6. En troisième lieu, les dispositions du code de l'entrée et du séjour des étrangers et du droit d'asile relatives aux différents titres de séjour qui peuvent être délivrés aux étrangers en général et aux conditions de leur délivrance s'appliquent, ainsi que le rappelle l'article L. 111-2 du même code, " sous réserve des conventions internationales ". Aux termes de l'article 9 de la convention franco-ivoirienne du 21 septembre 1992 relative à la circulation et au séjour des personnes : " Les ressortissants de chacun des Etats contractants désireux de poursuivre des études supérieures ou d'effectuer un stage de formation de niveau supérieur sur le territoire de l'autre Etat doivent, outre le visa de long séjour prévu à l'article 4, justifier d'une attestation d'inscription ou de préinscription dans l'établissement d'enseignement choisi, ou d'une attestation d'accueil de l'établissement où s'effectue le stage, ainsi que, dans tous les cas, de moyens d'existence suffisants.
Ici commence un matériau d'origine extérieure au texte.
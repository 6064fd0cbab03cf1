//! The transfer driver contract

use std::fmt;
use std::str::FromStr;

use async_trait::async_trait;
use kdmp_common::config::WorkerKind;

use crate::DriverError;

/// Every driver KDMP ships
#[derive(Clone, Copy, Debug, PartialEq, Eq, Hash, PartialOrd, Ord)]
pub enum DriverName {
    Rsync,
    ResticBackup,
    ResticRestore,
    KopiaBackup,
    KopiaRestore,
    KopiaDelete,
    KopiaMaintenance,
}

impl DriverName {
    pub const ALL: [DriverName; 7] = [
        Self::Rsync,
        Self::ResticBackup,
        Self::ResticRestore,
        Self::KopiaBackup,
        Self::KopiaRestore,
        Self::KopiaDelete,
        Self::KopiaMaintenance,
    ];

    pub fn as_str(&self) -> &'static str {
        match self {
            Self::Rsync => "rsync",
            Self::ResticBackup => "resticbackup",
            Self::ResticRestore => "resticrestore",
            Self::KopiaBackup => "kopiabackup",
            Self::KopiaRestore => "kopiarestore",
            Self::KopiaDelete => "kopiadelete",
            Self::KopiaMaintenance => "kopiamaintenance",
        }
    }

    /// Image family used for this driver's jobs
    pub fn worker_kind(&self) -> WorkerKind {
        match self {
            Self::Rsync => WorkerKind::Rsync,
            Self::ResticBackup | Self::ResticRestore => WorkerKind::ResticExecutor,
            Self::KopiaBackup | Self::KopiaRestore | Self::KopiaDelete | Self::KopiaMaintenance => {
                WorkerKind::KopiaExecutor
            }
        }
    }

    /// Concurrent jobs allowed when `kdmp-config` sets no limit
    pub fn default_max_jobs(&self) -> usize {
        match self {
            Self::KopiaMaintenance => 1,
            _ => 5,
        }
    }

    /// Backups read a live source and tolerate it being mounted
    pub fn is_backup(&self) -> bool {
        matches!(self, Self::ResticBackup | Self::KopiaBackup)
    }

    pub fn is_restore(&self) -> bool {
        matches!(self, Self::ResticRestore | Self::KopiaRestore)
    }
}

impl fmt::Display for DriverName {
    fn fmt(&self, f: &mut fmt::Formatter<'_>) -> fmt::Result {
        f.write_str(self.as_str())
    }
}

impl FromStr for DriverName {
    type Err = DriverError;

    fn from_str(s: &str) -> Result<Self, Self::Err> {
        Self::ALL
            .into_iter()
            .find(|d| d.as_str() == s)
            .ok_or_else(|| DriverError::NotRegistered(s.to_string()))
    }
}

/// `namespace/name` of an object
#[derive(Clone, Debug, Default, PartialEq, Eq)]
pub struct ObjectKey {
    pub namespace: String,
    pub name: String,
}

impl ObjectKey {
    pub fn new(namespace: impl Into<String>, name: impl Into<String>) -> Self {
        Self {
            namespace: namespace.into(),
            name: name.into(),
        }
    }
}

impl fmt::Display for ObjectKey {
    fn fmt(&self, f: &mut fmt::Formatter<'_>) -> fmt::Result {
        write!(f, "{}/{}", self.namespace, self.name)
    }
}

/// A mounted source read through the kubelet's pod directory
#[derive(Clone, Debug, PartialEq, Eq)]
pub struct LiveSource {
    /// UID of a pod that mounts the source PVC
    pub pod_uid: String,
    /// Node that pod runs on; the job is pinned there
    pub node_name: String,
    /// PersistentVolume bound to the source PVC
    pub volume_name: String,
}

/// Everything a driver needs to launch a job
#[derive(Clone, Debug, Default, PartialEq)]
pub struct JobOptions {
    pub export_name: String,
    pub export_namespace: String,
    /// Set to make the DataExport own the job when they share a namespace
    pub export_uid: Option<String>,
    /// PVC read by the worker (backup, rsync)
    pub source_pvc: Option<ObjectKey>,
    /// PVC written by the worker (restore, rsync)
    pub destination_pvc: Option<ObjectKey>,
    pub backup_location: Option<ObjectKey>,
    /// Repository override; derived from the PVC when unset
    pub repository: Option<String>,
    /// Engine snapshot to restore or delete
    pub snapshot_id: Option<String>,
    /// Read the source through the kubelet instead of mounting the PVC
    pub live: Option<LiveSource>,
}

impl JobOptions {
    pub fn new(export_name: impl Into<String>, export_namespace: impl Into<String>) -> Self {
        Self {
            export_name: export_name.into(),
            export_namespace: export_namespace.into(),
            ..Default::default()
        }
    }

    pub fn require_source(&self, driver: DriverName) -> Result<&ObjectKey, DriverError> {
        self.source_pvc
            .as_ref()
            .ok_or_else(|| DriverError::invalid_options(driver, "source PVC is required"))
    }

    pub fn require_destination(&self, driver: DriverName) -> Result<&ObjectKey, DriverError> {
        self.destination_pvc
            .as_ref()
            .ok_or_else(|| DriverError::invalid_options(driver, "destination PVC is required"))
    }

    pub fn require_backup_location(&self, driver: DriverName) -> Result<&ObjectKey, DriverError> {
        self.backup_location
            .as_ref()
            .ok_or_else(|| DriverError::invalid_options(driver, "backup location is required"))
    }

    pub fn require_snapshot_id(&self, driver: DriverName) -> Result<&str, DriverError> {
        self.snapshot_id
            .as_deref()
            .filter(|id| !id.is_empty())
            .ok_or_else(|| DriverError::invalid_options(driver, "snapshot id is required"))
    }
}

#[derive(Clone, Copy, Debug, PartialEq, Eq)]
pub enum JobState {
    InProgress,
    Completed,
    Failed,
}

/// Status of a worker job as seen by its driver
#[derive(Clone, Debug, PartialEq)]
pub struct JobInfo {
    pub state: JobState,
    /// 0 to 100
    pub progress: f64,
    pub reason: String,
    /// Last error the engine reported, empty when none
    pub last_error: String,
}

impl JobInfo {
    pub fn in_progress(progress: f64) -> Self {
        Self {
            state: JobState::InProgress,
            progress,
            reason: String::new(),
            last_error: String::new(),
        }
    }

    pub fn completed() -> Self {
        Self {
            state: JobState::Completed,
            progress: 100.0,
            reason: String::new(),
            last_error: String::new(),
        }
    }

    pub fn failed(reason: impl Into<String>) -> Self {
        Self {
            state: JobState::Failed,
            progress: 0.0,
            reason: reason.into(),
            last_error: String::new(),
        }
    }

    pub fn with_last_error(mut self, error: impl Into<String>) -> Self {
        self.last_error = error.into();
        self
    }
}

/// Start, stop and observe an out-of-process transfer job
#[async_trait]
pub trait TransferDriver: Send + Sync {
    fn name(&self) -> DriverName;

    /// Launch the job, or return the id of the job already launched for
    /// the same options. Returns `namespace/name`.
    async fn start_job(&self, opts: &JobOptions) -> Result<String, DriverError>;

    /// Delete the job and everything created with it. NotFound is success.
    async fn delete_job(&self, id: &str) -> Result<(), DriverError>;

    async fn job_status(&self, id: &str) -> Result<JobInfo, DriverError>;
}

/// Job id for a job in `namespace`
pub fn job_id(namespace: &str, name: &str) -> String {
    format!("{}/{}", namespace, name)
}

/// Split a job id into (namespace, name)
pub fn parse_job_id(id: &str) -> Result<(&str, &str), DriverError> {
    match id.split_once('/') {
        Some((ns, name)) if !ns.is_empty() && !name.is_empty() && !name.contains('/') => {
            Ok((ns, name))
        }
        _ => Err(DriverError::InvalidJobId(id.to_string())),
    }
}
Les intéressés reçoivent un titre de séjour temporaire portant la mention " étudiant ". Ce titre de séjour est renouvelé annuellement sur justification de la poursuite effective des études ou du stage et de la possession de moyens d'existence suffisants. Ces dispositions ne font pas obstacle à la possibilité d'effectuer dans l'autre Etat d'autres types d'études ou de stages de formation dans les conditions prévues par la législation applicable. ". Aux termes de l'article 14 de la même convention: " Les points non traités par la convention en matière d'entrée et de séjour des étrangers sont régis par les législations respectives des deux États ". Aux termes de l'article L. 313-7 du code de l'entrée et du séjour des étrangers et du droit d'asile dans sa rédaction alors applicable : " I.- La carte de séjour temporaire accordée à l'étranger qui établit qu'il suit en France un enseignement ou qu'il y fait des études et qui justifie qu'il dispose de moyens d'existence suffisants porte la mention "étudiant". (...) ".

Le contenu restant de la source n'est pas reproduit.